For Apple fans, the brand triggers a reaction in the brain that's not unlike that of religious devotees, according to a BBC documentary series that cites neurological research.
The neuroscientists ran a magnetic resonance imaging (MRI) test on an Apple fanatic and discovered that images of the technology company's gadgets lit up the same parts of the brain as images of a deity do for religious people, the report says.
The first episode of the documentary shows Apple employees "whipped up into some sort of crazy, evangelical frenzy" at the recent opening of an Apple store in London.

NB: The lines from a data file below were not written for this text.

// ============================================================
// Layer 4 — Sentiment Labeler
// ============================================================
// Derives the binary "target" column from the star rating:
//
//   overall >= 4.0  → true  (positive review)
//   overall <  4.0  → false
//
// The threshold is inclusive: exactly 4.0 is positive,
// 3.9999 is not. No rounding happens.
//
// Every rating must be a JSON number. A missing key, a null,
// or a string such as "5" stops labeling with
// SchemaError::InvalidRating for that row instead of quietly
// becoming false.
//
// Labeling never touches existing columns. Running it twice
// replaces "target" with identical values rather than adding
// a second column.
//
// Reference: Rust Book §13 (Iterators and Closures)

use crate::data::frame::{Column, ReviewFrame};
use crate::domain::error::{DataError, SchemaError};
use crate::domain::record::Cell;

/// Column holding the star rating
pub const RATING_COLUMN: &str = "overall";

/// Column the label is written to
pub const TARGET_COLUMN: &str = "target";

/// Lowest rating that counts as positive
pub const POSITIVE_THRESHOLD: f64 = 4.0;

/// True when a star rating counts as positive sentiment.
pub fn is_positive(stars: f64) -> bool {
    stars >= POSITIVE_THRESHOLD
}

/// Return `frame` with a boolean "target" column derived from "overall".
pub fn mark_positive(mut frame: ReviewFrame) -> Result<ReviewFrame, DataError> {
    let ratings = frame
        .column(RATING_COLUMN)
        .ok_or_else(|| SchemaError::MissingColumn {
            column: RATING_COLUMN.to_string(),
        })?;

    let targets = ratings
        .cells()
        .iter()
        .enumerate()
        .map(|(row, cell)| {
            cell.as_f64()
                .map(|stars| Cell::from(is_positive(stars)))
                .ok_or_else(|| SchemaError::InvalidRating {
                    column: RATING_COLUMN.to_string(),
                    row,
                    found:  cell.describe(),
                })
        })
        .collect::<Result<Vec<_>, _>>()?;

    frame.set_column(Column::new(TARGET_COLUMN, targets))?;

    tracing::debug!("Labeled {} rows", frame.height());
    Ok(frame)
}

/// Read a label column back as plain booleans.
pub fn labels_from(column: &Column) -> Result<Vec<bool>, SchemaError> {
    column
        .cells()
        .iter()
        .enumerate()
        .map(|(row, cell)| {
            cell.as_bool().ok_or_else(|| SchemaError::InvalidLabel {
                column: column.name().to_string(),
                row,
                found:  cell.describe(),
            })
        })
        .collect()
}

/// The "target" column of a labeled frame as booleans.
pub fn target_labels(frame: &ReviewFrame) -> Result<Vec<bool>, DataError> {
    let column = frame
        .column(TARGET_COLUMN)
        .ok_or_else(|| SchemaError::MissingColumn {
            column: TARGET_COLUMN.to_string(),
        })?;
    Ok(labels_from(column)?)
}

Observers and Apple critics have long accused fans of the tech company of taking their infatuation to an extreme.
People have gone to great lengths to prove their love of Apple with tattoos, bumper stickers and home shrines to outmoded Mac computers. Apple's cult-like following was highlighted in a 2009 documentary called "Macheads."

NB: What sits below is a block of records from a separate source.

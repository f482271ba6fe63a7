// ============================================================
// Layer 4 — Train/Test Splitter
// ============================================================
// Randomly permutes the row index set together with its labels
// and cuts it into a test part and a training part:
//
//   indices: [0, 1, 2, 3, 4, 5, 6, 7, 8, 9]
//   labels:  [T, F, T, T, F, T, T, F, T, T]
//       │ shuffle (pairs stay together)
//       ▼
//   test  = first ceil(test_size * n) pairs
//   train = the rest
//
// Each label travels with its index, so
// train_labels[i] is always the label of row train_indices[i].
//
// Passing a seed makes the permutation reproducible;
// without one the OS entropy source seeds the generator.
//
// Split ratio: 80% training, 20% test (configurable)
//
// Reference: Rust Book §8 (Vectors)
//            rand crate documentation

use rand::rngs::StdRng;
use rand::seq::SliceRandom;
use rand::SeedableRng;
use serde::{Deserialize, Serialize};

use crate::domain::error::{DataError, SchemaError};

/// Fraction of rows held out for testing when the caller does not say
pub const DEFAULT_TEST_SIZE: f64 = 0.2;

/// The four partitions of a split.
#[derive(Debug, Clone, PartialEq, Serialize, Deserialize)]
pub struct TrainTestSplit {
    pub train_indices: Vec<usize>,
    pub test_indices:  Vec<usize>,
    pub train_labels:  Vec<bool>,
    pub test_labels:   Vec<bool>,
}

impl TrainTestSplit {
    pub fn train_len(&self) -> usize {
        self.train_indices.len()
    }

    pub fn test_len(&self) -> usize {
        self.test_indices.len()
    }
}

/// Shuffle `indices` with their `labels` and split off `test_size` of them.
///
/// # Arguments
/// * `indices`   - Row indices of the table (e.g. `frame.index()`)
/// * `labels`    - One label per index, same order
/// * `test_size` - Fraction for the test set; clamped into [0, 1]
/// * `seed`      - Fixed seed for a reproducible split
pub fn split_train_test(
    indices:   Vec<usize>,
    labels:    Vec<bool>,
    test_size: f64,
    seed:      Option<u64>,
) -> Result<TrainTestSplit, DataError> {
    if indices.len() != labels.len() {
        return Err(SchemaError::LengthMismatch {
            column:   "labels".to_string(),
            expected: indices.len(),
            actual:   labels.len(),
        }
        .into());
    }

    let test_size = clamp_fraction(test_size);

    let mut rng = match seed {
        Some(seed) => StdRng::seed_from_u64(seed),
        None       => StdRng::from_entropy(),
    };

    let mut pairs: Vec<(usize, bool)> = indices.into_iter().zip(labels).collect();
    pairs.shuffle(&mut rng);

    // Round the test share up, so any non-zero fraction of a
    // non-empty table holds out at least one row
    let total   = pairs.len();
    let n_test  = ((total as f64) * test_size).ceil() as usize;
    let n_test  = n_test.min(total);

    let train = pairs.split_off(n_test);
    let test  = pairs;

    let (train_indices, train_labels): (Vec<usize>, Vec<bool>) = train.into_iter().unzip();
    let (test_indices,  test_labels):  (Vec<usize>, Vec<bool>) = test.into_iter().unzip();

    tracing::debug!(
        "Dataset split: {} training, {} test ({}% / {}%)",
        train_indices.len(),
        test_indices.len(),
        (train_indices.len() * 100) / total.max(1),
        (test_indices.len()  * 100) / total.max(1),
    );

    Ok(TrainTestSplit { train_indices, test_indices, train_labels, test_labels })
}

/// Keep a fraction inside [0, 1]; NaN falls back to the default.
fn clamp_fraction(fraction: f64) -> f64 {
    if fraction.is_nan() {
        tracing::warn!("test_size is NaN, using {}", DEFAULT_TEST_SIZE);
        return DEFAULT_TEST_SIZE;
    }
    if !(0.0..=1.0).contains(&fraction) {
        tracing::warn!("test_size {} is outside [0, 1], clamping", fraction);
    }
    fraction.clamp(0.0, 1.0)
}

A blog, aptly titled Cult of Mac, wrote on Thursday about Oakland, California, resident Gary Allen's cross-country pilgrimage to Apple's first store in Virginia to celebrate the retail chain's 10th anniversary this week.
In speeches, Pope Benedict XVI has said technology consumption poses a threat to religion and the Roman Catholic church. The holy leader told a Palm Sunday crowd last month that technology cannot replace God.
However, apparently it may inspire god-like devotion.